I’ve gotten some beautifully written reviews over the years, but I wanted to share this one from Bill Thompson, the retired Book Editor at The (Charleston, S.C.) Post and Courier, where we were colleagues. I wanted Bill as a reader from the beginning, because he’s famously well-read and insightful — and not specifically a fan of the epic fantasy genre per se. Getting on his reading list isn’t easy — he stays busy with his new gig as a critic on the Kirkus roster — but agreed to read Ta Nupa. That promise came with this warning: “The guy writing the review won’t be so much Dan C’s old chum – such reviews are valueless in the strict sense – as a nasty-ass old-school critic.”

Bill gave Ta Nupa four stars out of five. Here’s what he posted at Amazon:

 A propulsive meld of genres, reimagined

Reviewed in the United States on June 19, 2022

Ta Nupa defies pigeon-holing. It is a propulsive meld of quest fantasy, sword-and-sorcery, espionage fiction and suspense set in an indeterminate time (part Medieval, part industrial), albeit with notable diversions from genre conventions and a measure of wit.

You can make up your own narrative rules and embroider all you please if you remain true to your story’s inner logic. D.C. McElroy does, and his tale does not disappoint.

In this, the first installment of the “Season of Spies” trilogy, he offers a richly imagined creative surround, intricate socio-political, ethnic and religious constructs, nicely delineated characters, and some pesky moral quandaries.

McElroy deploys a curious mix of archaic speech patterns and modern American idioms in his dialogues, but he makes it work in ways reminiscent of the late Roger Zelanzy, whose style also is echoed in fight scenes shot through with banter. If compelled to compare McElroy’s novel to a spiritual sibling, it might well be to any of the first five books of Zelanzy’s “Amber” series, especially “The Guns of Avalon” and “The Hand of Oberon.” But where Zelanzy often delivered the action tongue-in-cheek, McElroy plays it (mostly) straight. Derivative he is not.

Naturally, the plot has only begun to unfold in Book One, but the author pulls back the curtain just enough to have us wanting more. There are machinations aplenty, but wed to fresh ideas.

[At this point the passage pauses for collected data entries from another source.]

use clap::{Args, Subcommand};

use common::prelude::AccessGrant;
use dataroom_daemon::http_server::api::client::ApiError;
use dataroom_daemon::http_server::api::v0::access::{
    CheckRequest, InviteRequest, ListRequest, RemoveRequest, RoleRequest,
};

use crate::cli::op::{Op, OpContext};

crate::command_enum! {
    (Invite, InviteRequest),
    (Ls, ListRequest),
    (Role, RoleRequest),
    (Rm, RemoveRequest),
    (Check, CheckRequest),
}

pub type AccessCommand = Command;

#[derive(Args, Debug, Clone)]
pub struct Access {
    #[command(subcommand)]
    pub command: AccessCommand,
}

#[async_trait::async_trait]
impl Op for Access {
    type Error = OpError;
    type Output = OpOutput;

    async fn execute(&self, ctx: &OpContext) -> Result<Self::Output, Self::Error> {
        self.command.execute(ctx).await
    }
}

#[derive(Debug, thiserror::Error)]
pub enum AccessOpError {
    #[error("API error: {0}")]
    Api(#[from] ApiError),
}

fn describe(grant: &AccessGrant) -> String {
    format!(
        "{}  {}  {}  invited {}",
        grant.id,
        grant.user_email,
        grant.role,
        grant.invited_at.date()
    )
}

#[async_trait::async_trait]
impl Op for InviteRequest {
    type Error = AccessOpError;
    type Output = String;

    async fn execute(&self, ctx: &OpContext) -> Result<Self::Output, Self::Error> {
        let mut client = ctx.client.clone();
        let grant = client.call(self.clone()).await?;
        Ok(format!("Invited {}", describe(&grant)))
    }
}

#[async_trait::async_trait]
impl Op for ListRequest {
    type Error = AccessOpError;
    type Output = String;

    async fn execute(&self, ctx: &OpContext) -> Result<Self::Output, Self::Error> {
        let mut client = ctx.client.clone();
        let response = client.call(self.clone()).await?;
        Ok(response
            .grants
            .iter()
            .map(describe)
            .collect::<Vec<_>>()
            .join("\n"))
    }
}

#[async_trait::async_trait]
impl Op for RoleRequest {
    type Error = AccessOpError;
    type Output = String;

    async fn execute(&self, ctx: &OpContext) -> Result<Self::Output, Self::Error> {
        let mut client = ctx.client.clone();
        let grant = client.call(self.clone()).await?;
        Ok(format!("{} is now {}", grant.user_email, grant.role))
    }
}

#[async_trait::async_trait]
impl Op for RemoveRequest {
    type Error = AccessOpError;
    type Output = String;

    async fn execute(&self, ctx: &OpContext) -> Result<Self::Output, Self::Error> {
        let mut client = ctx.client.clone();
        let response = client.call(self.clone()).await?;
        Ok(format!("Revoked access grant {}", response.grant_id))
    }
}

#[async_trait::async_trait]
impl Op for CheckRequest {
    type Error = AccessOpError;
    type Output = String;

    async fn execute(&self, ctx: &OpContext) -> Result<Self::Output, Self::Error> {
        let mut client = ctx.client.clone();
        let response = client.call(self.clone()).await?;
        Ok(match response.role {
            Some(role) => role.to_string(),
            None => "no access".to_string(),
        })
    }
}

Although brothel waif-turned-soldier Antin Hrabar is a solid protagonist, and the linchpin of the story, it is the chief supporting players who most intrigue at this stage. There’s Boksin Stavator, Antin’s mentor-adjutant, a man of manifest abilities, strategic grasp and keen judgement that belie his non-commissioned rank and who, one suspects, always keeps a few cards up his sleeve.

The enigmatic member of the cast is Suderas Hrabar, Antin’s erstwhile brother, a cryptic monk-mystic who may know more of the workings of time and fate than is healthy. There is also a puppet master behind the scenes: Neva Marisch, brothel madam and Antin’s surrogate second mother, a clever and subtly powerful schemer whose grand plan may or may not come to fruition – rather like a Bene Gesserit in “Dune.”

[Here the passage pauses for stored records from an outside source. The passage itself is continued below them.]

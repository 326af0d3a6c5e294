mod memory;

pub use memory::{MemoryStore, MemoryStoreError};

use async_trait::async_trait;
use time::OffsetDateTime;

use crate::ids::{DataroomId, FileId, FolderId, GrantId, StorageRef, UserId};
use crate::model::{AccessGrant, Dataroom, FileRecord, Folder, User};
use crate::role::Role;

// NOTE: the store holds no uniqueness constraints beyond primary keys.
//  Name and email uniqueness are enforced by the vault with a
//  read-then-write check, so two racing writers may both succeed.

/// Persistence for every record the vault manages.
///
/// Implementations must:
/// * return listings in insertion order
/// * treat `None` parent / folder filters as "at the dataroom root",
///   never as "any"
/// * make deletes of missing records a no-op
#[async_trait]
pub trait Store: Send + Sync + std::fmt::Debug + Clone + 'static {
    type Error: std::error::Error + Send + Sync + 'static;

    // users

    async fn insert_user(&self, user: User) -> Result<(), Self::Error>;

    async fn get_user(&self, id: UserId) -> Result<Option<User>, Self::Error>;

    /// Exact, case-sensitive match.
    async fn find_user_by_email(&self, email: &str) -> Result<Option<User>, Self::Error>;

    // datarooms

    /// Insert a dataroom together with its owner grant. Either both
    ///  records become visible or neither does.
    async fn insert_dataroom_with_owner(
        &self,
        dataroom: Dataroom,
        owner: AccessGrant,
    ) -> Result<(), Self::Error>;

    async fn get_dataroom(&self, id: DataroomId) -> Result<Option<Dataroom>, Self::Error>;

    async fn rename_dataroom(
        &self,
        id: DataroomId,
        name: &str,
        updated_at: OffsetDateTime,
    ) -> Result<(), Self::Error>;

    async fn delete_dataroom(&self, id: DataroomId) -> Result<(), Self::Error>;

    // access grants

    async fn insert_grant(&self, grant: AccessGrant) -> Result<(), Self::Error>;

    async fn get_grant(&self, id: GrantId) -> Result<Option<AccessGrant>, Self::Error>;

    /// The grant for `email` on `dataroom`, if any.
    async fn find_grant(
        &self,
        dataroom: DataroomId,
        email: &str,
    ) -> Result<Option<AccessGrant>, Self::Error>;

    async fn list_grants_for_user(&self, email: &str) -> Result<Vec<AccessGrant>, Self::Error>;

    async fn list_grants_for_dataroom(
        &self,
        dataroom: DataroomId,
    ) -> Result<Vec<AccessGrant>, Self::Error>;

    async fn set_grant_role(&self, id: GrantId, role: Role) -> Result<(), Self::Error>;

    async fn delete_grant(&self, id: GrantId) -> Result<(), Self::Error>;

    // folders

    async fn insert_folder(&self, folder: Folder) -> Result<(), Self::Error>;

    async fn get_folder(&self, id: FolderId) -> Result<Option<Folder>, Self::Error>;

    async fn rename_folder(
        &self,
        id: FolderId,
        name: &str,
        updated_at: OffsetDateTime,
    ) -> Result<(), Self::Error>;

    async fn delete_folder(&self, id: FolderId) -> Result<(), Self::Error>;

    /// Folders of `dataroom` whose parent is exactly `parent`.
    async fn list_folders(
        &self,
        dataroom: DataroomId,
        parent: Option<FolderId>,
    ) -> Result<Vec<Folder>, Self::Error>;

    /// Direct subfolders of `parent`, whatever dataroom they claim.
    async fn list_child_folders(&self, parent: FolderId) -> Result<Vec<Folder>, Self::Error>;

    async fn list_folders_in_dataroom(
        &self,
        dataroom: DataroomId,
    ) -> Result<Vec<Folder>, Self::Error>;

    // files

    async fn insert_file(&self, file: FileRecord) -> Result<(), Self::Error>;

    async fn get_file(&self, id: FileId) -> Result<Option<FileRecord>, Self::Error>;

    /// The file record backed by `storage_ref`, if any.
    async fn find_file_by_storage_ref(
        &self,
        storage_ref: StorageRef,
    ) -> Result<Option<FileRecord>, Self::Error>;

    async fn rename_file(
        &self,
        id: FileId,
        name: &str,
        updated_at: OffsetDateTime,
    ) -> Result<(), Self::Error>;

    async fn delete_file(&self, id: FileId) -> Result<(), Self::Error>;

    /// Files of `dataroom` whose folder is exactly `folder`.
    async fn list_files(
        &self,
        dataroom: DataroomId,
        folder: Option<FolderId>,
    ) -> Result<Vec<FileRecord>, Self::Error>;

    async fn list_files_in_folder(&self, folder: FolderId) -> Result<Vec<FileRecord>, Self::Error>;

    async fn list_files_in_dataroom(
        &self,
        dataroom: DataroomId,
    ) -> Result<Vec<FileRecord>, Self::Error>;
}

Ta Nupa is exceptionally well-visualized thanks to densely furnished details and descriptions that are as useful as building blocks as they are set pieces. Now and then these descriptions are rendered vividly. An example, chosen at random:

“From the Hall of Zarjarshem, where each pilgrim lit a souvenir candle in the eternal holy flame, the broad, bricked switchbacks of Pilgrims’ Progress Avenue curved around each man-made waterfall along the descending Stepped Stream. Each waterfall poured into a shallow rectangular pool. Each pool reflected its own Zarjarshem fire-altar.

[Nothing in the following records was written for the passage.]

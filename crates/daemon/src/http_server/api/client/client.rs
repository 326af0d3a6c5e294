use bytes::Bytes;
use reqwest::{header::HeaderMap, header::HeaderValue, Client, Response};
use serde::Deserialize;
use url::Url;

use super::error::ApiError;
use super::ApiRequest;
use crate::http_server::api::v0::blobs::UploadResponse;

#[derive(Debug, Clone)]
pub struct ApiClient {
    pub remote: Url,
    client: Client,
}

#[derive(Deserialize)]
struct ErrorBody {
    code: String,
    msg: String,
}

impl ApiClient {
    pub fn new(remote: &Url) -> Result<Self, ApiError> {
        let mut default_headers = HeaderMap::new();
        default_headers.insert("Content-Type", HeaderValue::from_static("application/json"));
        let client = Client::builder().default_headers(default_headers).build()?;

        Ok(Self {
            remote: remote.clone(),
            client,
        })
    }

    pub async fn call<T: ApiRequest>(&mut self, request: T) -> Result<T::Response, ApiError> {
        let request_builder = request.build_request(&self.remote, &self.client);
        let response = Self::check(request_builder.send().await?).await?;
        Ok(response.json::<T::Response>().await?)
    }

    /// Push raw bytes to an upload URL handed out by the daemon.
    pub async fn upload_blob(
        &mut self,
        url: &Url,
        data: Vec<u8>,
        mime_type: &str,
    ) -> Result<UploadResponse, ApiError> {
        let response = self
            .client
            .post(url.clone())
            .header(reqwest::header::CONTENT_TYPE, mime_type)
            .body(data)
            .send()
            .await?;
        let response = Self::check(response).await?;
        Ok(response.json::<UploadResponse>().await?)
    }

    /// Fetch the bytes behind a download URL.
    pub async fn download_blob(&mut self, url: &Url) -> Result<Bytes, ApiError> {
        let response = Self::check(self.client.get(url.clone()).send().await?).await?;
        Ok(response.bytes().await?)
    }

    /// Turn a non-2xx response into `ApiError::HttpStatus`, rendering
    /// the daemon's `{code, msg}` body as `[code] msg`.
    async fn check(response: Response) -> Result<Response, ApiError> {
        if response.status().is_success() {
            return Ok(response);
        }
        let status = response.status();
        let text = response.text().await?;
        let message = match serde_json::from_str::<ErrorBody>(&text) {
            Ok(body) => format!("[{}] {}", body.code, body.msg),
            Err(_) => text,
        };
        Err(ApiError::HttpStatus(status, message))
    }

    /// Get the base URL for API requests
    pub fn base_url(&self) -> &Url {
        &self.remote
    }

    /// Get the underlying HTTP client for custom requests
    pub fn http_client(&self) -> &Client {
        &self.client
    }
}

“The result was an elegant series of reflecting basins, each mirroring an eternal flame, that redirected a natural creek artfully down one side of the stunning, carefully terraced Ta Nupa Crater. At the bottom, that stream made its final, dramatic plunge into the underworld beneath a modern stained-glass-and-masonry-dome that protected the subterranean ruins from the elements.” (pg. 94)

McElroy has the soul of a critic as well as a novelist, so there’s little wasted motion and no dawdling about. While some might find the book too dependent on dialogue, that dialogue is crisp and almost always involving. It moves the story, and a certain amount of exposition is necessary to set the stage for installments to come.

Tougher, at times cynical (agreeably so) and flecked with wry humor, Ta Nupa is what so few books in the general realm of fantasy manage to be: unfailingly smart, mature in their assaying of human foibles, and artistically satisfying. If McElroy is trying to reimagine the form, he is off to an admirable start.

Bill Thompson, author of Art & Craft: 30 Years on the Literary Beat.